Il coronavirus ha portato via un pezzo di generazione: la terza età che è memoria, affetti e ammortizzatore sociale

Il dramma di questi mesi, causato dall’epidemia da Covid-19, è costruito su respiri affannati, su petti che ansimano, su voci che sigillano suoni e parole; è costruito sui volti dentro ai respiratori sdraiati sui letti e sui volti dietro maschere e protezioni non sempre adeguate; è costruito sui sorrisi ritrovati, tra l’angoscia, il peso delle sirene e gli orari di lavoro ininterrotti. Ma è costruito anche sui corpi che non hanno il tempo di salutare i propri cari, di permettere agli occhi, per un’ultima volta, di parlare, dire, affermare, dichiarare che ci si rivedrà da qualche parte e che si resterà, quello è certo, nel ricordo impresso. Tra chi non ce l’ha fatta – numeri impietosi! – ci sono loro, gli anziani: tassello di memoria, ammortizzatori sociali loro malgrado, con le scarne pensioni e l’umile casa, per una popolazione in bancarotta, tra sacrifici, indici di disoccupazione e povertà tra i più alti d’Europa.

Nel report dell’Istituto Superiore di Sanità dello scorso 7 aprile, con dati aggiornati al 6 aprile, su un campione, a livello nazionale, di 14.860 pazienti deceduti e positivi a Covid-19, l’età media è di 78 anni; di questi circa il 68% è costituito da uomini e circa il 32% da donne (la cui età media è più alta rispetto agli uomini e si attesta sugli 82 anni). Il picco dei decessi, infatti, sul campione considerato, riguarda la fascia di età compresa tra i 60 e i 90 anni.
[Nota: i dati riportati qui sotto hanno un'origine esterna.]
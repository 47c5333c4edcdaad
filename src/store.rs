use anyhow::{Context, Result};
use chrono::Utc;
use rusqlite::{params, Connection, OptionalExtension};
use serde_json::Value;
use std::fmt;
use std::sync::{Arc, Mutex};
use uuid::Uuid;

/// Well-known collection names used across the catalog.
pub mod collections {
    pub const LANGUAGES: &str = "languages";
    pub const WIDGETS: &str = "widgets";
    pub const TRADEMARKS: &str = "trademarks";
    pub const COLORS: &str = "colors";
    pub const HOUSES: &str = "houses";
    pub const IMAGES: &str = "images";
}

/// Address of a document collection.
///
/// Two shapes exist in the catalog: root collections (`languages`, `widgets`)
/// and sub-collections scoped under one language document
/// (`languages/{id}/trademarks` etc.). Deleting a language does NOT touch its
/// sub-collections; orphaned sub-collection documents are an accepted
/// inconsistency of the product.
#[derive(Debug, Clone, PartialEq, Eq, Hash)]
pub enum CollectionPath {
    Root(String),
    LanguageSub { language_id: String, name: String },
}

impl CollectionPath {
    pub fn root(name: &str) -> Self {
        Self::Root(name.to_string())
    }

    pub fn language_sub(language_id: &str, name: &str) -> Self {
        Self::LanguageSub {
            language_id: language_id.to_string(),
            name: name.to_string(),
        }
    }

    /// Storage key for this collection, e.g. `languages` or
    /// `languages/abc123/colors`.
    pub fn key(&self) -> String {
        match self {
            Self::Root(name) => name.clone(),
            Self::LanguageSub { language_id, name } => {
                format!("{}/{}/{}", collections::LANGUAGES, language_id, name)
            }
        }
    }
}

impl fmt::Display for CollectionPath {
    fn fmt(&self, f: &mut fmt::Formatter<'_>) -> fmt::Result {
        write!(f, "{}", self.key())
    }
}

/// A raw document as stored: its id plus the undecoded JSON body.
#[derive(Debug, Clone)]
pub struct Document {
    pub id: String,
    pub body: Value,
}

#[derive(Clone)]
pub struct DocStore {
    conn: Arc<Mutex<Connection>>,
}

impl DocStore {
    /// Open the store and create the documents table if needed.
    pub fn open(database_path: &str) -> Result<Self> {
        let conn = Connection::open(database_path)
            .context(format!("Failed to open store at {}", database_path))?;

        conn.execute(
            "CREATE TABLE IF NOT EXISTS documents (
                collection TEXT NOT NULL,
                id TEXT NOT NULL,
                body TEXT NOT NULL,
                created_at TEXT NOT NULL,
                PRIMARY KEY (collection, id)
            )",
            [],
        )
        .context("Failed to create documents table")?;

        Ok(Self {
            conn: Arc::new(Mutex::new(conn)),
        })
    }

    /// Add a document with a generated id. Returns the new id.
    pub fn add(&self, path: &CollectionPath, body: &Value) -> Result<String> {
        let id = Uuid::new_v4().to_string();
        self.set(path, &id, body)?;
        Ok(id)
    }

    /// Write a document at a known id, overwriting any previous body.
    ///
    /// There is no version token: concurrent writers race and the last write
    /// wins at the document level.
    pub fn set(&self, path: &CollectionPath, id: &str, body: &Value) -> Result<()> {
        let conn = self.conn.lock().unwrap();
        let encoded = serde_json::to_string(body).context("Failed to encode document body")?;
        let now = Utc::now().to_rfc3339();

        conn.execute(
            "INSERT INTO documents (collection, id, body, created_at)
             VALUES (?1, ?2, ?3, ?4)
             ON CONFLICT (collection, id) DO UPDATE SET body = excluded.body",
            params![path.key(), id, encoded, now],
        )
        .context(format!("Failed to write document {}/{}", path, id))?;

        Ok(())
    }

    /// Fetch a single document by id, `None` when absent.
    pub fn get(&self, path: &CollectionPath, id: &str) -> Result<Option<Document>> {
        let conn = self.conn.lock().unwrap();
        let mut stmt =
            conn.prepare("SELECT body FROM documents WHERE collection = ?1 AND id = ?2")?;

        let encoded: Option<String> = stmt
            .query_row(params![path.key(), id], |row| row.get(0))
            .optional()?;

        match encoded {
            Some(encoded) => {
                let body = serde_json::from_str(&encoded)
                    .context(format!("Malformed document body at {}/{}", path, id))?;
                Ok(Some(Document {
                    id: id.to_string(),
                    body,
                }))
            }
            None => Ok(None),
        }
    }

    /// List every document in a collection, oldest first.
    ///
    /// A row whose body is not valid JSON is skipped with a warning rather
    /// than poisoning the whole listing.
    pub fn list(&self, path: &CollectionPath) -> Result<Vec<Document>> {
        let conn = self.conn.lock().unwrap();
        let mut stmt = conn.prepare(
            "SELECT id, body FROM documents WHERE collection = ?1 ORDER BY created_at, id",
        )?;

        let rows = stmt
            .query_map(params![path.key()], |row| {
                Ok((row.get::<_, String>(0)?, row.get::<_, String>(1)?))
            })?
            .collect::<Result<Vec<_>, _>>()?;

        let mut documents = Vec::with_capacity(rows.len());
        for (id, encoded) in rows {
            match serde_json::from_str(&encoded) {
                Ok(body) => documents.push(Document { id, body }),
                Err(e) => {
                    tracing::warn!("Skipping malformed document {}/{}: {}", path, id, e);
                }
            }
        }

        Ok(documents)
    }

    /// Delete exactly one document by its full path. Returns whether a
    /// document was removed. Never cascades.
    pub fn delete(&self, path: &CollectionPath, id: &str) -> Result<bool> {
        let conn = self.conn.lock().unwrap();
        let rows_affected = conn
            .execute(
                "DELETE FROM documents WHERE collection = ?1 AND id = ?2",
                params![path.key(), id],
            )
            .context(format!("Failed to delete document {}/{}", path, id))?;

        Ok(rows_affected > 0)
    }
}
//! Per-entity editors: field rules and document assembly for every "add"
//! form, composed on the shared [`editor`] pipeline.
//!
//! Each editor mirrors its admin form: the same required-field rules and the
//! same document shape, including the denormalized names image sets capture
//! at write time.

use chrono::Utc;
use serde_json::{json, Value};
use std::collections::BTreeMap;

use crate::catalog::{decode_document, Color, House, Stored, Trademark, Translations};
use crate::editor::{
    self, Draft, EditorError, FieldError, FieldKind, FieldSpec, UploadedFiles, WriteTarget,
};
use crate::i18n::{default_form_bundle, default_widget_bundle, BundleValidator};
use crate::snapshot::{assemble as assemble_snapshot, CatalogSelection, fetch_language_catalog};
use crate::storage::ObjectStorage;
use crate::store::{collections, CollectionPath, DocStore};

// ==================== Field rules ====================

pub const LANGUAGE_FIELDS: &[FieldSpec] = &[
    FieldSpec::required("name", FieldKind::Text, "Будь ласка, введіть назву мови!"),
    FieldSpec::required("code", FieldKind::Text, "Будь ласка, введіть код мови!"),
];

pub const TRADEMARK_FIELDS: &[FieldSpec] = &[
    FieldSpec::required("languageId", FieldKind::Selection, "Будь ласка, виберіть мову!"),
    FieldSpec::required("tmName", FieldKind::Text, "Будь ласка, введіть назву!"),
    FieldSpec::required("description", FieldKind::Text, "Будь ласка, введіть опис!"),
    FieldSpec::required("colorTm", FieldKind::Text, "Будь ласка, введіть Колір!"),
];

pub const COLOR_FIELDS: &[FieldSpec] = &[
    FieldSpec::required("languageId", FieldKind::Selection, "Будь ласка, виберіть мову!"),
    FieldSpec::required("colorName", FieldKind::Text, "Будь ласка, введіть назву кольору!"),
];

pub const HOUSE_FIELDS: &[FieldSpec] = &[
    FieldSpec::required("languageId", FieldKind::Selection, "Будь ласка, виберіть мову!"),
    FieldSpec::required("name", FieldKind::Text, "Будь ласка, введіть назву будинку!"),
];

pub const IMAGE_FIELDS: &[FieldSpec] = &[
    FieldSpec::required("languageId", FieldKind::Selection, "Будь ласка, виберіть мову!"),
    FieldSpec::required("houseId", FieldKind::Selection, "Будь ласка, виберіть будинок!"),
    FieldSpec::required(
        "trademarkId",
        FieldKind::Selection,
        "Будь ласка, виберіть торгову марку!",
    ),
    FieldSpec::required("colorId", FieldKind::Selection, "Будь ласка, виберіть колір!"),
];

pub const WIDGET_FIELDS: &[FieldSpec] = &[
    FieldSpec::required("widgetName", FieldKind::Text, "Будь ласка, введіть назву віджету!"),
    FieldSpec::required("adminEmail", FieldKind::Email, "Будь ласка, введіть email!"),
    FieldSpec::required("languageId", FieldKind::Selection, "Будь ласка, виберіть мову!"),
];

// ==================== Language ====================

/// Create a language with its translation bundles. Omitted or empty bundles
/// fall back to the Ukrainian defaults so a fresh language renders a
/// complete widget.
pub async fn create_language(
    store: &DocStore,
    storage: &ObjectStorage,
    draft: &Draft,
    refresh: impl FnOnce(),
) -> Result<String, EditorError> {
    editor::submit(
        store,
        storage,
        LANGUAGE_FIELDS,
        draft,
        |draft, _uploaded| {
            let translations = language_translations(draft);

            let report = BundleValidator::validate(&translations);
            for warning in &report.warnings {
                tracing::warn!("Language bundle incomplete: {}", warning);
            }

            let body = json!({
                "name": draft.field_str("name").unwrap_or_default(),
                "code": draft.field_str("code").unwrap_or_default(),
                "translations": serde_json::to_value(&translations).unwrap_or_default(),
            });
            (
                WriteTarget::Add(CollectionPath::root(collections::LANGUAGES)),
                body,
            )
        },
        refresh,
    )
    .await
}

fn language_translations(draft: &Draft) -> Translations {
    let widget = bundle_field(draft, "widget").unwrap_or_else(default_widget_bundle);
    let form = bundle_field(draft, "form").unwrap_or_else(default_form_bundle);
    Translations { widget, form }
}

fn bundle_field(draft: &Draft, name: &str) -> Option<BTreeMap<String, String>> {
    let object = draft.fields.get(name)?.as_object()?;
    if object.is_empty() {
        return None;
    }
    Some(
        object
            .iter()
            .filter_map(|(key, value)| Some((key.clone(), value.as_str()?.to_string())))
            .collect(),
    )
}

// ==================== Trademark ====================

/// Create a trademark under one language.
///
/// The logo is the only required attachment. Advantage and per-color images
/// are matched to their JSON rows by indexed field names
/// (`advantageImage[0]`, `colorImage[2]`, ...).
pub async fn create_trademark(
    store: &DocStore,
    storage: &ObjectStorage,
    draft: &Draft,
    refresh: impl FnOnce(),
) -> Result<String, EditorError> {
    let language_id = validated_language_id(TRADEMARK_FIELDS, draft)?;
    require_attachment(draft, "logo", "Будь ласка, завантажте лого!")?;

    editor::submit(
        store,
        storage,
        TRADEMARK_FIELDS,
        draft,
        move |draft, uploaded| {
            let now = Utc::now().to_rfc3339();
            let body = json!({
                "tmName": draft.field_str("tmName").unwrap_or_default(),
                "description": draft.field_str("description").unwrap_or_default(),
                "colorTm": draft.field_str("colorTm").unwrap_or_default(),
                "logoUrl": uploaded.first("logo"),
                "nameUrl": uploaded.first("nameUrl"),
                "desktopAdvantageUrl": uploaded.first("desktopAdvantage"),
                "mobileAdvantageUrl": uploaded.first("mobileAdvantage"),
                "pdfUrl": uploaded.first("pdf"),
                "advantages": trademark_advantages(draft, uploaded),
                "colors": trademark_colors(draft, uploaded),
                "createdAt": now,
                "updatedAt": now,
            });
            (
                WriteTarget::Add(CollectionPath::language_sub(&language_id, collections::TRADEMARKS)),
                body,
            )
        },
        refresh,
    )
    .await
}

fn trademark_advantages(draft: &Draft, uploaded: &UploadedFiles) -> Value {
    let rows = draft
        .fields
        .get("advantages")
        .and_then(Value::as_array)
        .cloned()
        .unwrap_or_default();

    Value::Array(
        rows.iter()
            .enumerate()
            .map(|(i, row)| {
                json!({
                    "text": row["text"].as_str().unwrap_or_default(),
                    "image": uploaded.first(&format!("advantageImage[{}]", i)),
                })
            })
            .collect(),
    )
}

fn trademark_colors(draft: &Draft, uploaded: &UploadedFiles) -> Value {
    let rows = draft
        .fields
        .get("colors")
        .and_then(Value::as_array)
        .cloned()
        .unwrap_or_default();

    Value::Array(
        rows.iter()
            .enumerate()
            .map(|(i, row)| {
                json!({
                    "name": row["name"].as_str().unwrap_or_default(),
                    "image": uploaded.first(&format!("colorImage[{}]", i)),
                    "pdf": uploaded.first(&format!("colorPdf[{}]", i)),
                })
            })
            .collect(),
    )
}

// ==================== Color ====================

/// Create a color under one language, with its trademark associations and
/// their texture images (`texture[i]` attachments match the `trademarks`
/// rows by index).
pub async fn create_color(
    store: &DocStore,
    storage: &ObjectStorage,
    draft: &Draft,
    refresh: impl FnOnce(),
) -> Result<String, EditorError> {
    let language_id = validated_language_id(COLOR_FIELDS, draft)?;

    editor::submit(
        store,
        storage,
        COLOR_FIELDS,
        draft,
        move |draft, uploaded| {
            let rows = draft
                .fields
                .get("trademarks")
                .and_then(Value::as_array)
                .cloned()
                .unwrap_or_default();

            let trademarks: Vec<Value> = rows
                .iter()
                .enumerate()
                .map(|(i, row)| {
                    json!({
                        "trademarkId": row["trademarkId"].as_str().unwrap_or_default(),
                        "trademarkName": row["trademarkName"].as_str().unwrap_or_default(),
                        "trademarkTextureUrl": uploaded.first(&format!("texture[{}]", i)),
                    })
                })
                .collect();

            let body = json!({
                "colorName": draft.field_str("colorName").unwrap_or_default(),
                "trademarks": trademarks,
            });
            (
                WriteTarget::Add(CollectionPath::language_sub(&language_id, collections::COLORS)),
                body,
            )
        },
        refresh,
    )
    .await
}

// ==================== House ====================

pub async fn create_house(
    store: &DocStore,
    storage: &ObjectStorage,
    draft: &Draft,
    refresh: impl FnOnce(),
) -> Result<String, EditorError> {
    let language_id = validated_language_id(HOUSE_FIELDS, draft)?;

    editor::submit(
        store,
        storage,
        HOUSE_FIELDS,
        draft,
        move |draft, uploaded| {
            let body = json!({
                "name": draft.field_str("name").unwrap_or_default(),
                "iconUrl": uploaded.first("icon").unwrap_or(""),
            });
            (
                WriteTarget::Add(CollectionPath::language_sub(&language_id, collections::HOUSES)),
                body,
            )
        },
        refresh,
    )
    .await
}

// ==================== Image set ====================

/// Create an image set for a house/trademark/color combination.
///
/// House, trademark and color names are copied into the document at write
/// time and never refreshed afterwards - a later rename of the source entity
/// leaves these labels stale by design.
pub async fn create_image_set(
    store: &DocStore,
    storage: &ObjectStorage,
    draft: &Draft,
    refresh: impl FnOnce(),
) -> Result<String, EditorError> {
    let language_id = validated_language_id(IMAGE_FIELDS, draft)?;

    let house = lookup_selection::<House>(
        store,
        &language_id,
        collections::HOUSES,
        draft,
        "houseId",
    )?;
    let trademark = lookup_selection::<Trademark>(
        store,
        &language_id,
        collections::TRADEMARKS,
        draft,
        "trademarkId",
    )?;
    let color = lookup_selection::<Color>(
        store,
        &language_id,
        collections::COLORS,
        draft,
        "colorId",
    )?;

    editor::submit(
        store,
        storage,
        IMAGE_FIELDS,
        draft,
        move |_draft, uploaded| {
            let body = json!({
                "houseId": house.id,
                "houseName": house.data.name,
                "trademarkId": trademark.id,
                "trademarkName": trademark.data.tm_name,
                "colorId": color.id,
                "colorName": [color.data.color_name],
                "imageUrls": uploaded.all("images"),
            });
            (
                WriteTarget::Add(CollectionPath::language_sub(&language_id, collections::IMAGES)),
                body,
            )
        },
        refresh,
    )
    .await
}

// ==================== Widget ====================

/// Assemble and save a widget snapshot. With `existing_id` this is the
/// full-overwrite edit path; the snapshot is rebuilt from the current
/// catalog either way.
pub async fn save_widget(
    store: &DocStore,
    storage: &ObjectStorage,
    draft: &Draft,
    selection: &CatalogSelection,
    existing_id: Option<String>,
    refresh: impl FnOnce(),
) -> Result<String, EditorError> {
    editor::validate(WIDGET_FIELDS, draft).map_err(EditorError::Validation)?;

    let language_id = draft.field_str("languageId").unwrap_or_default().to_string();
    let catalog = fetch_language_catalog(store, &language_id).map_err(EditorError::Lookup)?;

    let widget = assemble_snapshot(
        draft.field_str("widgetName").unwrap_or_default(),
        draft.field_str("adminEmail").unwrap_or_default(),
        selection,
        &catalog,
    );
    let body = serde_json::to_value(&widget).map_err(|e| EditorError::Write(e.into()))?;

    editor::submit(
        store,
        storage,
        WIDGET_FIELDS,
        draft,
        move |_draft, _uploaded| {
            let target = match existing_id {
                Some(id) => WriteTarget::Set(CollectionPath::root(collections::WIDGETS), id),
                None => WriteTarget::Add(CollectionPath::root(collections::WIDGETS)),
            };
            (target, body)
        },
        refresh,
    )
    .await
}

// ==================== Shared helpers ====================

fn require_attachment(draft: &Draft, field: &str, message: &str) -> Result<(), EditorError> {
    if draft.attachments.iter().any(|a| a.field == field) {
        Ok(())
    } else {
        Err(EditorError::Validation(vec![FieldError {
            field: field.to_string(),
            message: message.to_string(),
        }]))
    }
}

/// Run field validation early and pull out the owning language id, so
/// assembly can rely on both.
fn validated_language_id(specs: &[FieldSpec], draft: &Draft) -> Result<String, EditorError> {
    editor::validate(specs, draft).map_err(EditorError::Validation)?;
    Ok(draft.field_str("languageId").unwrap_or_default().to_string())
}

/// Resolve a dependent selection against its language-scoped collection.
/// A selected id that no longer exists is a validation failure, not a write
/// of dangling denormalized labels.
fn lookup_selection<T: serde::de::DeserializeOwned>(
    store: &DocStore,
    language_id: &str,
    sub_collection: &str,
    draft: &Draft,
    field: &str,
) -> Result<Stored<T>, EditorError> {
    let id = draft.field_str(field).unwrap_or_default();
    let path = CollectionPath::language_sub(language_id, sub_collection);

    let document = store
        .get(&path, id)
        .map_err(EditorError::Lookup)?
        .ok_or_else(|| {
            EditorError::Validation(vec![FieldError {
                field: field.to_string(),
                message: "Вибраний запис не знайдено".to_string(),
            }])
        })?;

    decode_document(&path, &document).map_err(EditorError::Lookup)
}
La sensazione è la dissolvenza delle pellicole cinematografiche, dove la finzione è realtà e qui, in questa realtà che è reale quanto il set delle storie che si raccontano, lo è ancora di più; una dissolvenza fatta di nomi, cognomi, acciacchi, affetti, dolori. Qui sono migliaia i corpi che mancano all’appello, ingrigiti in quel silenzioso corteo funebre che attraversa il Paese.
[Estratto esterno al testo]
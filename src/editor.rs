//! Scoped record editor pipeline.
//!
//! Every "add entity" form follows the same sequence: validate required
//! fields, upload any attached files to object storage, assemble exactly one
//! document from the fields plus the returned URLs, write it, then fire the
//! caller's refresh hook. Validation is presence/shape only - no cross-field
//! or uniqueness checks against existing records.
//!
//! Uploads within one submission run concurrently with each other but the
//! document write strictly waits for all of them, so readers never observe a
//! partially assembled document. A failure after some uploads completed
//! leaves those files orphaned in storage; nothing collects them.

use futures::future::try_join_all;
use regex::Regex;
use serde::Serialize;
use serde_json::Value;
use std::collections::BTreeMap;
use std::sync::OnceLock;

use crate::storage::{ObjectStorage, StoragePrefix};
use crate::store::{CollectionPath, DocStore};

static EMAIL_REGEX: OnceLock<Regex> = OnceLock::new();

fn email_regex() -> &'static Regex {
    EMAIL_REGEX.get_or_init(|| Regex::new(r"^[^@\s]+@[^@\s]+\.[^@\s]+$").unwrap())
}

// ==================== Field specs ====================

#[derive(Debug, Clone, Copy, PartialEq, Eq)]
pub enum FieldKind {
    /// Free text input
    Text,
    /// A choice from a pre-fetched option list (language, house, ...)
    Selection,
    /// Text that must look like an email address
    Email,
}

/// Declarative validation rule for one form field, with the message shown
/// when the rule fails.
#[derive(Debug, Clone, Copy)]
pub struct FieldSpec {
    pub name: &'static str,
    pub kind: FieldKind,
    pub required: bool,
    pub message: &'static str,
}

impl FieldSpec {
    pub const fn required(name: &'static str, kind: FieldKind, message: &'static str) -> Self {
        Self {
            name,
            kind,
            required: true,
            message,
        }
    }

    pub const fn optional(name: &'static str, kind: FieldKind, message: &'static str) -> Self {
        Self {
            name,
            kind,
            required: false,
            message,
        }
    }
}

#[derive(Debug, Clone, PartialEq, Eq, Serialize)]
pub struct FieldError {
    pub field: String,
    pub message: String,
}

// ==================== Draft ====================

/// One file attached to a submission, bound for a fixed storage prefix.
#[derive(Debug, Clone)]
pub struct Attachment {
    pub field: String,
    pub file_name: String,
    pub content_type: String,
    pub bytes: Vec<u8>,
    pub prefix: StoragePrefix,
}

/// The collected form state of one submission.
#[derive(Debug, Clone, Default)]
pub struct Draft {
    pub fields: BTreeMap<String, Value>,
    pub attachments: Vec<Attachment>,
}

impl Draft {
    pub fn set_field(&mut self, name: &str, value: Value) {
        self.fields.insert(name.to_string(), value);
    }

    pub fn field_str(&self, name: &str) -> Option<&str> {
        self.fields.get(name).and_then(Value::as_str)
    }

    pub fn attach(&mut self, attachment: Attachment) {
        self.attachments.push(attachment);
    }
}

/// URLs returned by this submission's uploads, keyed by attachment field and
/// in attachment order.
#[derive(Debug, Clone, Default)]
pub struct UploadedFiles(Vec<(String, String)>);

impl UploadedFiles {
    pub fn first(&self, field: &str) -> Option<&str> {
        self.0
            .iter()
            .find(|(f, _)| f == field)
            .map(|(_, url)| url.as_str())
    }

    pub fn all(&self, field: &str) -> Vec<&str> {
        self.0
            .iter()
            .filter(|(f, _)| f == field)
            .map(|(_, url)| url.as_str())
            .collect()
    }
}

// ==================== Submission ====================

/// Where the assembled document goes: a fresh id in a collection, or an
/// overwrite of a known document (widget edit only).
pub enum WriteTarget {
    Add(CollectionPath),
    Set(CollectionPath, String),
}

#[derive(Debug, thiserror::Error)]
pub enum EditorError {
    #[error("Validation failed")]
    Validation(Vec<FieldError>),
    /// A dependent option lookup failed before assembly (selected parent
    /// record unreadable).
    #[error("Lookup failed: {0:#}")]
    Lookup(#[source] anyhow::Error),
    #[error("Upload failed: {0:#}")]
    Upload(#[source] anyhow::Error),
    #[error("Write failed: {0:#}")]
    Write(#[source] anyhow::Error),
}

/// Validate a draft against its field specs.
///
/// Checks presence for required fields and email shape for [`FieldKind::Email`];
/// an optional field is only shape-checked when non-empty.
pub fn validate(specs: &[FieldSpec], draft: &Draft) -> Result<(), Vec<FieldError>> {
    let mut errors = Vec::new();

    for spec in specs {
        let value = draft.field_str(spec.name).map(str::trim).unwrap_or("");

        if value.is_empty() {
            if spec.required {
                errors.push(FieldError {
                    field: spec.name.to_string(),
                    message: spec.message.to_string(),
                });
            }
            continue;
        }

        if spec.kind == FieldKind::Email && !email_regex().is_match(value) {
            errors.push(FieldError {
                field: spec.name.to_string(),
                message: "Некоректна адреса електронної пошти".to_string(),
            });
        }
    }

    if errors.is_empty() {
        Ok(())
    } else {
        Err(errors)
    }
}

/// Run one editor submission end to end.
///
/// # Arguments
/// * `specs` - validation rules; a failure here never issues a write
/// * `draft` - collected fields and attachments
/// * `assemble` - builds the single document from the draft and upload URLs
/// * `refresh` - fired after a successful write (table re-fetch signal)
///
/// On failure the caller still owns the draft, so the form can stay open
/// with its values intact.
pub async fn submit<F, R>(
    store: &DocStore,
    storage: &ObjectStorage,
    specs: &[FieldSpec],
    draft: &Draft,
    assemble: F,
    refresh: R,
) -> Result<String, EditorError>
where
    F: FnOnce(&Draft, &UploadedFiles) -> (WriteTarget, Value),
    R: FnOnce(),
{
    validate(specs, draft).map_err(EditorError::Validation)?;

    // All uploads in flight together; the document write waits for every one
    let uploads = draft.attachments.iter().map(|attachment| async {
        let url = storage
            .upload(
                attachment.prefix,
                &attachment.file_name,
                &attachment.content_type,
                attachment.bytes.clone(),
            )
            .await?;
        Ok::<_, anyhow::Error>((attachment.field.clone(), url))
    });
    let uploaded = UploadedFiles(try_join_all(uploads).await.map_err(EditorError::Upload)?);

    let (target, body) = assemble(draft, &uploaded);
    let id = match target {
        WriteTarget::Add(path) => store.add(&path, &body).map_err(EditorError::Write)?,
        WriteTarget::Set(path, id) => {
            store.set(&path, &id, &body).map_err(EditorError::Write)?;
            id
        }
    };

    refresh();
    Ok(id)
}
È scomparsa un pezzo di storia anagrafica, affettiva, sociale; sono scomparsi anziani, vecchi. Tanti. Sì, proprio quelli con i capelli grigi e il bastone, le dentiere e le calotte bianche che somigliano alle nuvole scese sulla terra a camminare sulle loro gambe stanche. Sono anziani, vecchi, testimoni di un secolo breve e portatori sani di manualità e racconti al caminetto; sono stampelle, nella loro ironia sublime, che sorreggono pezzi di società in quell’inversione di ruoli che santifica il disastro politico, economico e sociale. Anche culturale e che mortifica il sistema del lavoro e dell’assistenza, decretando l’azzeramento dei sogni. Ci hanno lasciato, dunque, a causa di un virus, ma anche – in alcuni casi, secondo quello che emerge dai resoconti giornalistici e dalle inchieste che si stanno avviando – per l’assenza di tempestività, di disegni e piani di protezione; perché spesso manca l’immaginazione, anche dell’emergenza. Una popolazione prevalentemente da terza età, soprattutto al Sud dove le carenze infrastrutturali e sanitarie non riuscirebbero a sostenere neppure la minima parte di quanto vissuto al Nord.

Una vita è l’universo intero, ma quando ne vanno via tante, con la loro saggezza gonfiata da medicine e visite alla buon’ora, è il triste giorno di un lutto nazionale e intergenerazionale. A tutti una prece.